→ **Your task**:
Go through the data below and copy each line that includes "offer".
────────────────────────────────────────
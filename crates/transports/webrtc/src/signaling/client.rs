//! WebSocket client for the signaling relay
//!
//! [`SignalingClient::connect`] retries a bounded number of times, waits for
//! the relay to assign a peer id, then splits into a cloneable outbound
//! [`RelayHandle`] and a stream of inbound [`ServerEvent`]s.

use super::protocol::{ClientEvent, ServerEvent};
use super::SignalRelay;
use crate::config::SignalingClientConfig;
use crate::peer::{IceCandidate, SessionDescription};
use crate::{Error, Result};
use async_trait::async_trait;
use futures_util::stream::{SplitSink, SplitStream};
use futures_util::{SinkExt, StreamExt};
use std::io::ErrorKind;
use std::sync::Arc;
use std::time::Duration;
use tokio::net::TcpStream;
use tokio::sync::mpsc;
use tokio_tungstenite::{connect_async, tungstenite, tungstenite::Message, MaybeTlsStream, WebSocketStream};
use tracing::{debug, error, info, instrument, warn};

type WsStream = WebSocketStream<MaybeTlsStream<TcpStream>>;

/// Depth of the inbound event queue
const EVENT_BUFFER: usize = 256;

/// Outbound half of a relay connection
#[derive(Clone)]
pub struct RelayHandle {
    peer_id: Arc<str>,
    tx: mpsc::UnboundedSender<Message>,
}

impl RelayHandle {
    /// Relay-assigned id of this peer
    pub fn peer_id(&self) -> &str {
        &self.peer_id
    }

    /// Whether the connection's writer is still running
    pub fn is_connected(&self) -> bool {
        !self.tx.is_closed()
    }

    fn send_event(&self, event: ClientEvent) -> Result<()> {
        let json = event.to_json()?;
        debug!("Sending {} to relay", event.name());
        self.tx
            .send(Message::Text(json))
            .map_err(|_| Error::SignalingError("relay connection is closed".to_string()))
    }

    /// Join (or create) a room
    pub fn join_room(&self, room_id: &str) -> Result<()> {
        self.send_event(ClientEvent::JoinRoom(room_id.to_string()))
    }

    /// Close the connection
    pub fn close(&self) {
        let _ = self.tx.send(Message::Close(None));
    }
}

#[async_trait]
impl SignalRelay for RelayHandle {
    async fn send_offer(&self, offer: &SessionDescription) -> Result<()> {
        self.send_event(ClientEvent::Offer(offer.to_value()?))
    }

    async fn send_answer(&self, answer: &SessionDescription) -> Result<()> {
        self.send_event(ClientEvent::Answer(answer.to_value()?))
    }

    async fn send_ice_candidate(&self, candidate: &IceCandidate) -> Result<()> {
        self.send_event(ClientEvent::IceCandidate(candidate.to_value()?))
    }
}

/// Connected relay client
pub struct SignalingClient {
    handle: RelayHandle,
    events: mpsc::Receiver<ServerEvent>,
}

impl SignalingClient {
    /// Connect with bounded retry
    ///
    /// After the first failed attempt a user-facing diagnostic is logged; if
    /// every attempt fails it is returned inside [`Error::SignalingError`].
    #[instrument(skip_all, fields(url = %config.url))]
    pub async fn connect(config: SignalingClientConfig) -> Result<Self> {
        config.validate()?;
        let url = config.websocket_url();
        let attempts = config.max_connect_attempts;
        let mut diagnostic = None;
        let mut last_error = None;

        for attempt in 1..=attempts {
            info!("Connecting to signaling relay {} (attempt {}/{})", url, attempt, attempts);

            match Self::connect_once(&url, config.connect_timeout()).await {
                Ok((ws_stream, peer_id)) => {
                    info!("Connected to signaling relay as {}", peer_id);
                    return Ok(Self::start(ws_stream, peer_id));
                }
                Err(e) => {
                    warn!("Relay connection attempt {}/{} failed: {}", attempt, attempts, e);
                    if diagnostic.is_none() {
                        let text = describe_connect_error(&url, &e);
                        warn!("{}", text);
                        diagnostic = Some(text);
                    }
                    last_error = Some(e);
                }
            }

            if attempt < attempts {
                tokio::time::sleep(config.retry_delay()).await;
            }
        }

        let detail = last_error
            .map(|e| e.to_string())
            .unwrap_or_else(|| "no attempts made".to_string());
        error!("Giving up on signaling relay {} after {} attempts: {}", url, attempts, detail);
        Err(Error::SignalingError(
            diagnostic.unwrap_or_else(|| format!("Failed to connect to signaling server: {}", detail)),
        ))
    }

    /// One handshake, bounded by `timeout`, ending with the assigned peer id
    async fn connect_once(url: &str, timeout: Duration) -> Result<(WsStream, String)> {
        tokio::time::timeout(timeout, Self::handshake(url))
            .await
            .map_err(|_| Error::OperationTimeout(format!("no answer from {} within {:?}", url, timeout)))?
    }

    async fn handshake(url: &str) -> Result<(WsStream, String)> {
        let (mut ws_stream, _) = connect_async(url).await.map_err(map_connect_error)?;

        while let Some(msg) = ws_stream.next().await {
            match msg.map_err(map_connect_error)? {
                Message::Text(text) => match ServerEvent::from_json(&text) {
                    Ok(ServerEvent::Connected { peer_id }) => return Ok((ws_stream, peer_id)),
                    Ok(other) => warn!("Ignoring {} before connected", other.name()),
                    Err(e) => warn!("Ignoring malformed relay frame: {}", e),
                },
                Message::Close(_) => break,
                _ => {}
            }
        }

        Err(Error::SignalingError(
            "relay closed the connection before assigning a peer id".to_string(),
        ))
    }

    fn start(ws_stream: WsStream, peer_id: String) -> Self {
        let (write, read) = ws_stream.split();
        let (tx, rx) = mpsc::unbounded_channel();
        let (events_tx, events) = mpsc::channel(EVENT_BUFFER);

        tokio::spawn(Self::sender_task(write, rx));
        tokio::spawn(Self::receiver_task(read, tx.clone(), events_tx));

        Self {
            handle: RelayHandle {
                peer_id: Arc::from(peer_id),
                tx,
            },
            events,
        }
    }

    /// Sender task: sends messages from channel to WebSocket
    async fn sender_task(mut write: SplitSink<WsStream, Message>, mut rx: mpsc::UnboundedReceiver<Message>) {
        while let Some(msg) = rx.recv().await {
            let closing = matches!(msg, Message::Close(_));
            if let Err(e) = write.send(msg).await {
                error!("Failed to send WebSocket message: {}", e);
                break;
            }
            if closing {
                break;
            }
        }

        debug!("Relay sender task terminated");
    }

    /// Receiver task: parses relay events and queues them for the consumer
    async fn receiver_task(
        mut read: SplitStream<WsStream>,
        tx: mpsc::UnboundedSender<Message>,
        events: mpsc::Sender<ServerEvent>,
    ) {
        while let Some(msg) = read.next().await {
            match msg {
                Ok(Message::Text(text)) => match ServerEvent::from_json(&text) {
                    Ok(event) => {
                        debug!("Received {} from relay", event.name());
                        if events.send(event).await.is_err() {
                            debug!("Relay event consumer dropped");
                            break;
                        }
                    }
                    Err(e) => warn!("Ignoring malformed relay frame: {}", e),
                },
                Ok(Message::Ping(data)) => {
                    let _ = tx.send(Message::Pong(data));
                }
                Ok(Message::Close(_)) => {
                    info!("Relay closed the connection");
                    break;
                }
                Err(e) => {
                    error!("WebSocket error: {}", e);
                    break;
                }
                _ => {}
            }
        }

        debug!("Relay receiver task terminated");
    }

    /// Relay-assigned id of this peer
    pub fn peer_id(&self) -> &str {
        self.handle.peer_id()
    }

    /// Cloneable outbound handle
    pub fn handle(&self) -> RelayHandle {
        self.handle.clone()
    }

    /// Next inbound event; `None` once the relay connection is gone
    pub async fn recv(&mut self) -> Option<ServerEvent> {
        self.events.recv().await
    }

    /// Split into the outbound handle and the inbound event stream
    pub fn into_parts(self) -> (RelayHandle, mpsc::Receiver<ServerEvent>) {
        (self.handle, self.events)
    }
}

fn map_connect_error(err: tungstenite::Error) -> Error {
    match err {
        tungstenite::Error::Io(io) => Error::IoError(io),
        other => Error::from(other),
    }
}

/// User-facing explanation of a failed connection attempt
pub fn describe_connect_error(url: &str, err: &Error) -> String {
    let mut message = String::from("Failed to connect to signaling server.\n\n");

    match err {
        Error::OperationTimeout(_) => {
            let host = url
                .split("://")
                .nth(1)
                .unwrap_or(url)
                .split(['/', ':'])
                .next()
                .unwrap_or(url);
            message.push_str("Possible causes:\n");
            message.push_str("1. Signaling server is not running\n");
            message.push_str("2. Wrong IP address or port\n");
            message.push_str("3. Firewall blocking the relay port\n");
            message.push_str("4. Server not accessible from your network\n\n");
            message.push_str("Please check:\n");
            message.push_str("- Is the server running?\n");
            message.push_str(&format!("- Is the address correct? ({})\n", url));
            message.push_str(&format!("- Can you reach {} from this machine?", host));
        }
        Error::IoError(io) if io.kind() == ErrorKind::ConnectionRefused => {
            message.push_str(
                "Connection refused. The signaling server is not running or not accessible.",
            );
        }
        other => message.push_str(&format!("Error: {}", other)),
    }

    message
}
────────────────────────────────────────
→ **Your response**:
    async fn send_offer(&self, offer: &SessionDescription) -> Result<()> {
        self.send_event(ClientEvent::Offer(offer.to_value()?))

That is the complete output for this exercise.